2020 has turned out to be quite a turbulent year. Globally markets are in a slump as a result of the pandemic and the lockdown measures imposed in most parts of the world. While governments try to revive the economy with fiscal stimulus packages and increased fiat printing, this may be the right time for many investors to consider decentralized digital assets more seriously.
In a recent episode of the Block Stars podcast, Ripple’s VP, Head of Global Institutional Markets – Breanne Madigan discussed what the future of institutional investment in digital assets is going to look like and what impact will today’s macro-economic situation is likely to have on the crypto markets in terms of adoption. Madigan highlighted the differences between traditional and digital assets market and note that,
“In terms of similarities, in general, investor demand is really driven by speculation. So similar to traditional finance, and we see a lot of interest in yield based products. So you will notice over the last 12 to 18 months, a lot of interest in things like staking and lending are really taking off.”
Madigan highlighted how there has been development in reverse for the crypto markets in comparison to traditional markets. In the case of crypto, it was retail users who were dominant for the longest time and are now seeing institutional investors come in. She noted,
“Retail investors really created crypto and then slowly, institutional investors are coming in. So it was kind of backwards in that way. And also in crypto, we’ve seen the development of things like leverage derivatives before things like index funds and margin trading. So I think the ecosystems have been developed in reverse order.”
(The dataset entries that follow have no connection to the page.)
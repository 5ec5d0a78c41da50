//! Centralized warning, error, and notification output for the CLI.

use super::quiet;
use crate::notify::{Kind, Notification};

const YELLOW: &str = "\x1b[33m";
const RED: &str = "\x1b[31m";
const GREEN: &str = "\x1b[32m";
const RESET: &str = "\x1b[0m";

/// Print a warning message to stderr (yellow) - suppressed in quiet mode
pub fn warn(msg: &str) {
    if !quiet::enabled() {
        eprintln!("{YELLOW}{msg}{RESET}");
    }
}

/// Print an error message to stderr (red) - NOT suppressed
pub fn error(msg: &str) {
    eprintln!("{RED}{msg}{RESET}");
}

/// Route a notification: successes to stdout (quiet-suppressible), errors to stderr.
pub fn notify(notification: &Notification) {
    match notification.kind {
        Kind::Error => error(&notification.message),
        Kind::Success if quiet::enabled() => {}
        // Passwords may be piped; keep status off stdout unless it's a terminal.
        Kind::Success if !quiet::stdout_is_tty() => eprintln!("{}", notification.message),
        Kind::Success => println!("{GREEN}{}{RESET}", notification.message),
    }
}

pub fn settings_unreadable(err: &std::io::Error) {
    warn(&format!("Failed to load settings: {err}. Using defaults."));
}

pub fn rng_unavailable(err: &impl std::fmt::Display) {
    error(&format!("Random source unavailable: {err}"));
}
While Bakkt’s launch was considered to be a major turning point for the crypto markets in terms of institutional adoption, in the past month, OI for Bitcoin Futures has taken a substantial hit.
While crypto adoption seems likes quite a promising narrative at the moment, Madigan noted that mainstream institutional adoption of digital assets in the coming years will require greater liquidity. She noted that assets with deep liquidity,
“tend to trade with greater frequency and investors have an easier time getting over the hurdle of taking liquidity risk”
Interestingly for the world’s oldest and largest cryptocurrency, the past few months saw its volatility drop significantly. Bitcoin’s volatile nature has been cited as a major concern for investors that are used to the relative stability of traditional markets. According to data from BitPremier, the king coin’s volatility fell to under 3 percent.